Интересная статья Нэнси Картрайт указывает дальнейшие шаги в этом направлении, однако сначала нужно немного исправить ее вводные замечания о различии между наблюдениями и теорией. Я согласен, что их нужно различать, но это вовсе не различие между «специфическими терминами [современной науки и] и терминами, используемыми в повседневной жизни». Понятие теоретического термина должно быть релятивировано в связи с той или иной теорией. Термины являются теоретическими в отношении конкретной теории, если их содержание можно узнать только с помощью теории. Они являются терминами наблюдения, если их содержание должно быть усвоено до изучения теории [205] . Таким образом, термин «сила» является теоретическим относительно ньютоновской динамики, но будет термином наблюдения относительно электромагнитной теории.
Эта точка зрения очень близка третьей интерпретации, которую Нэнси придает выражению Петера Гемпеля «предварительно доступный». Данная интерпретация была инструменталистской, как было отмечено в моих вводных замечаниях к очень теплому обмену мнениями между мной и Петером.
Замена понятия «термин наблюдения» понятием «предварительно доступный термин» обладает тремя важными преимуществами.
Во-первых, она кладет конец отождествлению «наблюдаемого» с «нетеоретическим»: многие из малопонятных терминов современной науки являются одновременно и теоретическими, и терминами наблюдения, хотя наблюдение их референтов требует особых инструментов.
Во-вторых, различие между теоретическими и предварительно доступными терминами допускает дальнейшее развитие: предварительно доступные термины (не важно, для отдельного индивида или для культуры) являются базисом дальнейшего расширения как словаря, так и познания.
И в-третьих, рассмотрение этого различия как содействующего развитию фокусирует внимание на процессах, посредством которых концептуальный словарь передается от одного поколения к другому: сначала детям в процессе приобщения (социализации) к обществу их культуры, а затем молодым людям, когда их готовят занять определенное место в общественной деятельности.
В данном случае последний пункт является для меня решающим, поскольку вновь возвращает к реализму В теории лексикона, к которой я уже неоднократно обращался, ключевую роль играет процесс, посредством которого лексиконы передаются от одного поколения к другому – от родителей детям или от мастеров подмастерьям.
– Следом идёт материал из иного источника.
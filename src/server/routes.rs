//! HTTP route handlers for the coaching API.

use std::{collections::HashMap, sync::Arc};

use axum::{
    Json, Router,
    extract::{Path, Query, State},
    http::StatusCode,
    response::IntoResponse,
    routing::{get, post},
};
use serde::{Deserialize, Serialize};
use tracing::{info, warn};

use crate::{
    core::{Services, context_request, conversation, message, report, transaction, user},
    entities,
    entities::transaction::{Category, TransactionType},
    errors::Error,
    providers::parse_webhook_payload,
};

use super::AppState;

/// Greeting sent once to a user created from first WhatsApp contact.
const WELCOME_MESSAGE: &str = "Welcome! I'm your personal spending coach. \
I'll check in when new transactions come through and send you spending \
reports. Ask me anything about your finances whenever you like.";

/// Creates the API router with all routes.
pub fn create_router(state: Arc<AppState>) -> Router {
    Router::new()
        .route("/health", get(health_check))
        .route("/users", post(create_user))
        .route("/users/link-whatsapp", post(link_whatsapp))
        .route("/users/:id", get(get_user))
        .route("/users/:id/transactions", get(list_transactions))
        .route("/users/:id/messages", get(list_messages))
        .route("/users/:id/reports/short", get(list_short_reports))
        .route("/users/:id/reports/life", get(get_life_report))
        .route("/transactions", get(list_all_transactions).post(create_transaction))
        .route("/messages", post(post_message))
        .route("/reports/short", post(generate_short_report))
        .route("/whatsapp/webhook", get(verify_webhook).post(receive_webhook))
        .route("/whatsapp/send", post(send_message))
        .with_state(state)
}

/// Health check endpoint.
async fn health_check() -> impl IntoResponse {
    Json(serde_json::json!({
        "status": "ok",
        "service": env!("CARGO_PKG_NAME"),
        "version": env!("CARGO_PKG_VERSION"),
    }))
}

/// User creation request.
#[derive(Debug, Deserialize)]
pub struct CreateUserRequest {
    /// Display name
    pub name: String,
    /// Starting balance, zero when omitted
    #[serde(default)]
    pub balance: f64,
    /// WhatsApp identity to link immediately
    pub whatsapp_id: Option<String>,
}

async fn create_user(
    State(state): State<Arc<AppState>>,
    Json(request): Json<CreateUserRequest>,
) -> Result<(StatusCode, Json<entities::user::Model>), Error> {
    let created = user::create_user(
        &state.services.db,
        request.name,
        request.balance,
        request.whatsapp_id,
    )
    .await?;
    Ok((StatusCode::CREATED, Json(created)))
}

/// WhatsApp link request.
#[derive(Debug, Deserialize)]
pub struct LinkWhatsAppRequest {
    /// User to link
    pub user_id: i64,
    /// WhatsApp identity (phone number in international format)
    pub whatsapp_id: String,
}

async fn link_whatsapp(
    State(state): State<Arc<AppState>>,
    Json(request): Json<LinkWhatsAppRequest>,
) -> Result<Json<entities::user::Model>, Error> {
    let linked =
        user::link_whatsapp(&state.services.db, request.user_id, &request.whatsapp_id).await?;
    Ok(Json(linked))
}

async fn get_user(
    State(state): State<Arc<AppState>>,
    Path(id): Path<i64>,
) -> Result<Json<entities::user::Model>, Error> {
    let found = user::require_user(&state.services.db, id).await?;
    Ok(Json(found))
}

/// Transaction ingestion request.
#[derive(Debug, Deserialize)]
pub struct CreateTransactionRequest {
    /// Owning user
    pub user_id: i64,
    /// Amount; DEBIT subtracts its absolute value from the balance
    pub amount: f64,
    /// Spending category
    pub category: Category,
    /// CREDIT or DEBIT
    pub transaction_type: TransactionType,
    /// Store or merchant name
    pub store_name: Option<String>,
}

/// Records a transaction and fires the context request in the background.
async fn create_transaction(
    State(state): State<Arc<AppState>>,
    Json(request): Json<CreateTransactionRequest>,
) -> Result<(StatusCode, Json<entities::transaction::Model>), Error> {
    let created = transaction::create_transaction(
        &state.services.db,
        request.user_id,
        request.amount,
        request.category,
        request.transaction_type,
        request.store_name,
    )
    .await?;

    context_request::spawn_context_request(&state.services, created.id);

    Ok((StatusCode::CREATED, Json(created)))
}

async fn list_all_transactions(
    State(state): State<Arc<AppState>>,
) -> Result<Json<Vec<entities::transaction::Model>>, Error> {
    let transactions = transaction::get_transactions(&state.services.db).await?;
    Ok(Json(transactions))
}

async fn list_transactions(
    State(state): State<Arc<AppState>>,
    Path(id): Path<i64>,
) -> Result<Json<Vec<entities::transaction::Model>>, Error> {
    user::require_user(&state.services.db, id).await?;
    let transactions = transaction::get_transactions_by_user(&state.services.db, id).await?;
    Ok(Json(transactions))
}

async fn list_messages(
    State(state): State<Arc<AppState>>,
    Path(id): Path<i64>,
) -> Result<Json<Vec<entities::message::Model>>, Error> {
    user::require_user(&state.services.db, id).await?;
    let messages = message::get_messages_by_user(&state.services.db, id).await?;
    Ok(Json(messages))
}

/// Inbound message over HTTP, mirroring what the webhook does for WhatsApp.
#[derive(Debug, Deserialize)]
pub struct PostMessageRequest {
    /// Sending user
    pub user_id: i64,
    /// Message text
    pub content: String,
}

/// Conversation reply returned to HTTP callers.
#[derive(Debug, Serialize)]
pub struct ReplyResponse {
    /// Reply text
    pub content: String,
    /// Suggested reply options, empty when none
    pub options: Vec<String>,
}

async fn post_message(
    State(state): State<Arc<AppState>>,
    Json(request): Json<PostMessageRequest>,
) -> Result<Json<ReplyResponse>, Error> {
    let reply =
        conversation::handle_inbound_message(&state.services, request.user_id, &request.content)
            .await?;
    Ok(Json(ReplyResponse {
        content: reply.content,
        options: reply.options,
    }))
}

/// Short-report generation request.
#[derive(Debug, Deserialize)]
pub struct GenerateReportRequest {
    /// User whose unreported backlog gets aggregated
    pub user_id: i64,
}

async fn generate_short_report(
    State(state): State<Arc<AppState>>,
    Json(request): Json<GenerateReportRequest>,
) -> Result<(StatusCode, Json<entities::report::Model>), Error> {
    let generated = report::generate_short_report(&state.services, request.user_id).await?;
    Ok((StatusCode::CREATED, Json(generated)))
}

/// Pagination for report listings.
#[derive(Debug, Deserialize)]
pub struct ListReportsQuery {
    /// Maximum number of reports to return
    pub limit: Option<u64>,
}

async fn list_short_reports(
    State(state): State<Arc<AppState>>,
    Path(id): Path<i64>,
    Query(query): Query<ListReportsQuery>,
) -> Result<Json<Vec<entities::report::Model>>, Error> {
    user::require_user(&state.services.db, id).await?;
    let reports =
        report::recent_short_reports(&state.services.db, id, query.limit.unwrap_or(10)).await?;
    Ok(Json(reports))
}

async fn get_life_report(
    State(state): State<Arc<AppState>>,
    Path(id): Path<i64>,
) -> Result<Json<Option<entities::report::Model>>, Error> {
    user::require_user(&state.services.db, id).await?;
    let life = report::get_life_report(&state.services.db, id).await?;
    Ok(Json(life))
}

/// Direct outbound send, bypassing the conversation loop.
#[derive(Debug, Deserialize)]
pub struct SendMessageRequest {
    /// Recipient user
    pub user_id: i64,
    /// Message text
    pub body: String,
    /// Reply buttons to attach
    #[serde(default)]
    pub options: Vec<String>,
}

async fn send_message(
    State(state): State<Arc<AppState>>,
    Json(request): Json<SendMessageRequest>,
) -> Result<StatusCode, Error> {
    let recipient = user::require_user(&state.services.db, request.user_id).await?;
    message::log_outbound(
        &state.services.db,
        recipient.id,
        &request.body,
        &request.options,
    )
    .await?;
    conversation::dispatch_reply(
        &state.services,
        &recipient,
        &conversation::Reply {
            content: request.body,
            options: request.options,
        },
    )
    .await?;
    Ok(StatusCode::NO_CONTENT)
}

/// Webhook verification handshake.
///
/// Meta calls this with `hub.mode=subscribe`, the configured verify token,
/// and a challenge that must be echoed back verbatim on success.
async fn verify_webhook(
    State(state): State<Arc<AppState>>,
    Query(params): Query<HashMap<String, String>>,
) -> impl IntoResponse {
    let mode = params.get("hub.mode").map(String::as_str);
    let token = params.get("hub.verify_token");
    let challenge = params.get("hub.challenge");

    match (mode, token, challenge, &state.webhook_verify_token) {
        (Some("subscribe"), Some(token), Some(challenge), Some(expected)) if token == expected => {
            info!("webhook verification succeeded");
            (StatusCode::OK, challenge.clone())
        }
        _ => {
            warn!("webhook verification rejected");
            (StatusCode::FORBIDDEN, String::new())
        }
    }
}

/// Inbound webhook deliveries.
///
/// Always answers 200 so the platform does not retry; processing happens in
/// the background and failures are logged.
async fn receive_webhook(
    State(state): State<Arc<AppState>>,
    Json(body): Json<serde_json::Value>,
) -> impl IntoResponse {
    if let Some(inbound) = parse_webhook_payload(&body) {
        let services = state.services.clone();
        tokio::spawn(async move {
            if let Err(e) = process_inbound(&services, inbound).await {
                warn!(error = %e, "webhook message processing failed");
            }
        });
    }
    Json(serde_json::json!({ "status": "received" }))
}

/// Routes one webhook message: resolves or provisions the user, then runs
/// the conversation turn. First contact gets a welcome instead of a turn.
async fn process_inbound(
    services: &Services,
    inbound: crate::providers::InboundMessage,
) -> crate::errors::Result<()> {
    match user::get_user_by_whatsapp_id(&services.db, &inbound.from).await? {
        Some(sender) => {
            conversation::handle_inbound_message(services, sender.id, &inbound.body).await?;
        }
        None => {
            let name = inbound.profile_name.as_deref().unwrap_or(&inbound.from);
            let created =
                user::create_user_from_whatsapp(&services.db, &inbound.from, name).await?;
            info!(user_id = created.id, "provisioned user from first contact");

            message::log_outbound(&services.db, created.id, WELCOME_MESSAGE, &[]).await?;
            conversation::dispatch_reply(
                services,
                &created,
                &conversation::Reply {
                    content: WELCOME_MESSAGE.to_string(),
                    options: Vec::new(),
                },
            )
            .await?;
        }
    }
    Ok(())
}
Центральную роль в этом процессе играет предъявление конкретных примеров, причем «предъявление» может сопровождаться указанием на реальную жизненную ситуацию в повседневном мире, в лаборатории или хотя бы на описание потенциальных примеров – описание, формулируемое в словаре предварительно доступных студенту или новобранцу терминов. Посредством этого процесса усваиваются, конечно, видовые понятия культуры или субкультуры. Но вместе с ними появляется мир, в котором живут представители этой культуры.Нэнси опускает контекст развития, который для меня является центральным. Но она дает две иллюстрации этого процесса: для научных видов в отрывке, говорящем о втором законе Ньютона, который она извлекает из второго издания «Структуры», для социальных видов – в своем рассмотрении басен.
Маятник, наклонная плоскость и покой являются примерами закона f = ma, и то, что они являются примерами именно этого закона, делает их похожими. Без предъявления их или эквивалентных примеров закона f = ma студент не сумел бы научиться либо видеть сходство между ними, либо выделять силу и массу, иначе говоря, не смог бы усвоить понятия силы и массы и значение обозначающих их терминов [206] .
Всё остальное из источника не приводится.